Work task:
Starting with the first line below, reproduce each line exactly until you have included the one bearing "Site identity (base".
Start of Material for the task
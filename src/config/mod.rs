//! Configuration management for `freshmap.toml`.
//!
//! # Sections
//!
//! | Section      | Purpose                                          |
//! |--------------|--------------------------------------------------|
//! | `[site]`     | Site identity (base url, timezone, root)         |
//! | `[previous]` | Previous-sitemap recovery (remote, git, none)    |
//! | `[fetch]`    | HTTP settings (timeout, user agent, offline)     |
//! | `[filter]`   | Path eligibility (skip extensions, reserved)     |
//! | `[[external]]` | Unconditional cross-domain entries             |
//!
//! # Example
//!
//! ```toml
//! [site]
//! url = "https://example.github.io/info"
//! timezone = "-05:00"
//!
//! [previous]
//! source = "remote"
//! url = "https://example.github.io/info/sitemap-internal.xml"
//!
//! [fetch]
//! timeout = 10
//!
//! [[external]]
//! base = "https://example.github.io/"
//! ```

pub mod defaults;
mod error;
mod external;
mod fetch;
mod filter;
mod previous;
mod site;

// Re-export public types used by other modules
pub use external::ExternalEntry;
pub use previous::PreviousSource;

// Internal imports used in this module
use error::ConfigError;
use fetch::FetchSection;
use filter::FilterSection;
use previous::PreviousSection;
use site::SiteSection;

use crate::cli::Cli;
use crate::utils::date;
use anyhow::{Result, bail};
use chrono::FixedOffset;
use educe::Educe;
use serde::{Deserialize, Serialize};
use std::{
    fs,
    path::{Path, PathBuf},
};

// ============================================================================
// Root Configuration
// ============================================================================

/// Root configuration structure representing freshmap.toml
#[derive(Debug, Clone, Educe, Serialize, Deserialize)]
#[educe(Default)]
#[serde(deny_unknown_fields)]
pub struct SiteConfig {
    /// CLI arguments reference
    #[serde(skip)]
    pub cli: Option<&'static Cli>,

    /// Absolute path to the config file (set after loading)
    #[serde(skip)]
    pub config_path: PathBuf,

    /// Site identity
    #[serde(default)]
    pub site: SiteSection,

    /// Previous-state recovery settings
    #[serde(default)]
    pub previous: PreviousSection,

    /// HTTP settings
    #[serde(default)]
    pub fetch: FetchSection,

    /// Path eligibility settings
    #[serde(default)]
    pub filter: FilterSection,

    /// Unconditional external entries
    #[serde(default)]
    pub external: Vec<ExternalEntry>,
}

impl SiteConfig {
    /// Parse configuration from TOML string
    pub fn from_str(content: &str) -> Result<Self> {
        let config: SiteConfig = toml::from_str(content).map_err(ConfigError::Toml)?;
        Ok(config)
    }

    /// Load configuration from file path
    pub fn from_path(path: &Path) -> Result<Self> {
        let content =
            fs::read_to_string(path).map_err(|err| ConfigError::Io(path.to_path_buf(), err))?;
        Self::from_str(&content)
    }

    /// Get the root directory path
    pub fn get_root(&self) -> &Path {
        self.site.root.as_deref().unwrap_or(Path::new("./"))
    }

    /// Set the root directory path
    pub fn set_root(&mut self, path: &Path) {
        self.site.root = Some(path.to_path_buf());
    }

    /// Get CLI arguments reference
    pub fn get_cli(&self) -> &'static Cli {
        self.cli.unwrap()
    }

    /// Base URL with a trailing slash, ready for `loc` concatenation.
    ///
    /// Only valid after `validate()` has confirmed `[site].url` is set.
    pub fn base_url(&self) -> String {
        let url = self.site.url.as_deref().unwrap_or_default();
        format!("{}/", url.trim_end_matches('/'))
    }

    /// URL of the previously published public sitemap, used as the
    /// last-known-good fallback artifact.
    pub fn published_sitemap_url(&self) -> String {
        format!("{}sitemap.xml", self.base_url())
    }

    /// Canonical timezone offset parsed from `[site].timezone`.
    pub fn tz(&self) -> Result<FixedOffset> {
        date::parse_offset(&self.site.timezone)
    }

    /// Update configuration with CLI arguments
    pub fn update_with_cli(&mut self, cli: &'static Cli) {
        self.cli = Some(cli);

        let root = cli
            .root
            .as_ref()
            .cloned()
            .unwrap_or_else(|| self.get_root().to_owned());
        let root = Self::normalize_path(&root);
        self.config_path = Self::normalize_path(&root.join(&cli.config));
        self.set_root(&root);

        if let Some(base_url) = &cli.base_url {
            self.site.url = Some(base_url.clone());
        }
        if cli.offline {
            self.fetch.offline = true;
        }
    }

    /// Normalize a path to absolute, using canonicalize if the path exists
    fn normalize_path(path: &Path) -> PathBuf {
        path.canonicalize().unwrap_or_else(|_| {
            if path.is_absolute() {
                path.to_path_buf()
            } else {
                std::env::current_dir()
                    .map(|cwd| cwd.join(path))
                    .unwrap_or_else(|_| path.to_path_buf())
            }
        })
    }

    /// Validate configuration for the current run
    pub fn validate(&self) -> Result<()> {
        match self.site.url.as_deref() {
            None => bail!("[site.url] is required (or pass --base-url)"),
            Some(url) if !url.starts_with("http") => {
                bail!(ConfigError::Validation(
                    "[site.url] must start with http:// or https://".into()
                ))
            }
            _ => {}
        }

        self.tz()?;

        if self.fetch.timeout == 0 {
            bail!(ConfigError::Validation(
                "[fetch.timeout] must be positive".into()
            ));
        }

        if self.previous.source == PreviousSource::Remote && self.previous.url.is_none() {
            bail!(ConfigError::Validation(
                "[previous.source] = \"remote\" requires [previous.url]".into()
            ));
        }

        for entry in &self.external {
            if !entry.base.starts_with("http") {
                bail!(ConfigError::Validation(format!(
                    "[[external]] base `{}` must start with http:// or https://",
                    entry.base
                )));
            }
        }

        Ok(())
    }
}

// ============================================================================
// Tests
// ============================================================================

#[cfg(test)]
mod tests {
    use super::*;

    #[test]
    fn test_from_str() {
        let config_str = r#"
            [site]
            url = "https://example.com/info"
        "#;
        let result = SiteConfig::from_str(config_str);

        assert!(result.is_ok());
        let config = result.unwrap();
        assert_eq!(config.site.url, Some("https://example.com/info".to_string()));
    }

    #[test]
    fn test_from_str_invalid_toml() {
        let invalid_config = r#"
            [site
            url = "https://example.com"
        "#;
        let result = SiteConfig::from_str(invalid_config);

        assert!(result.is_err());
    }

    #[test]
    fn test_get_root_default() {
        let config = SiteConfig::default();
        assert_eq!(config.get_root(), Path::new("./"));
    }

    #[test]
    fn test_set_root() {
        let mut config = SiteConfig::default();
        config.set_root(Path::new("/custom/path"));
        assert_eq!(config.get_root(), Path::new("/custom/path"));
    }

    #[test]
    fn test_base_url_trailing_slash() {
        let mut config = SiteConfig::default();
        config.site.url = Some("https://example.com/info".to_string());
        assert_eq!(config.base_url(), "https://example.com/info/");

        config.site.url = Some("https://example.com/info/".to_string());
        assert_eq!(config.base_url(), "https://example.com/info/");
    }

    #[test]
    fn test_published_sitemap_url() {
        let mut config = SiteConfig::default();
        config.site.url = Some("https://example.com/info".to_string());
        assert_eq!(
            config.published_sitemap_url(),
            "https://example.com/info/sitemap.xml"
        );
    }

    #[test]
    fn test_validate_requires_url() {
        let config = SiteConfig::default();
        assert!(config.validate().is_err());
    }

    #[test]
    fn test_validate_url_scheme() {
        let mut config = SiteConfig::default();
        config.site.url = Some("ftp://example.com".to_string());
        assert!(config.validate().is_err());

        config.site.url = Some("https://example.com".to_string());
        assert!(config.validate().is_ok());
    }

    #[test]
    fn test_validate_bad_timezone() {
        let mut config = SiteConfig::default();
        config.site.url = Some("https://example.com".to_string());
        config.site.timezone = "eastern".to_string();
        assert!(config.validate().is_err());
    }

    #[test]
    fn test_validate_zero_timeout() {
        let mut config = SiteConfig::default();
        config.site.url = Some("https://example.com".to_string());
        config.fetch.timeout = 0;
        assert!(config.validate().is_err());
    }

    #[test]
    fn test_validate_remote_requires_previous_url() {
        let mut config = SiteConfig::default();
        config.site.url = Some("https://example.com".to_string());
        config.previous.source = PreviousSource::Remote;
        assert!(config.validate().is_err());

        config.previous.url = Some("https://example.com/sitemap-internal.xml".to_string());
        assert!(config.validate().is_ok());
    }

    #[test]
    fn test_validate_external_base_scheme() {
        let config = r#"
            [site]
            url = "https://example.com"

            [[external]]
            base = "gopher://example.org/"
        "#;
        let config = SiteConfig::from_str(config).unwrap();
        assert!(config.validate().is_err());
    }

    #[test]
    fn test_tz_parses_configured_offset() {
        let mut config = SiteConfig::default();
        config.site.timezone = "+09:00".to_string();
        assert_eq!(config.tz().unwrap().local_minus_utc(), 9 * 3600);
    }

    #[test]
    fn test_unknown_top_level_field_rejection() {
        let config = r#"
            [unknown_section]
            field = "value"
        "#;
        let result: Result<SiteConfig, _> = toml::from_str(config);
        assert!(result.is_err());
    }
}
End of Material for the task
Your response:
filename src/config/mod.rs
//! Configuration management for `freshmap.toml`.
//!
//! # Sections
//!
//! | Section      | Purpose                                          |
//! |--------------|--------------------------------------------------|
//! | `[site]`     | Site identity (base url, timezone, root)         |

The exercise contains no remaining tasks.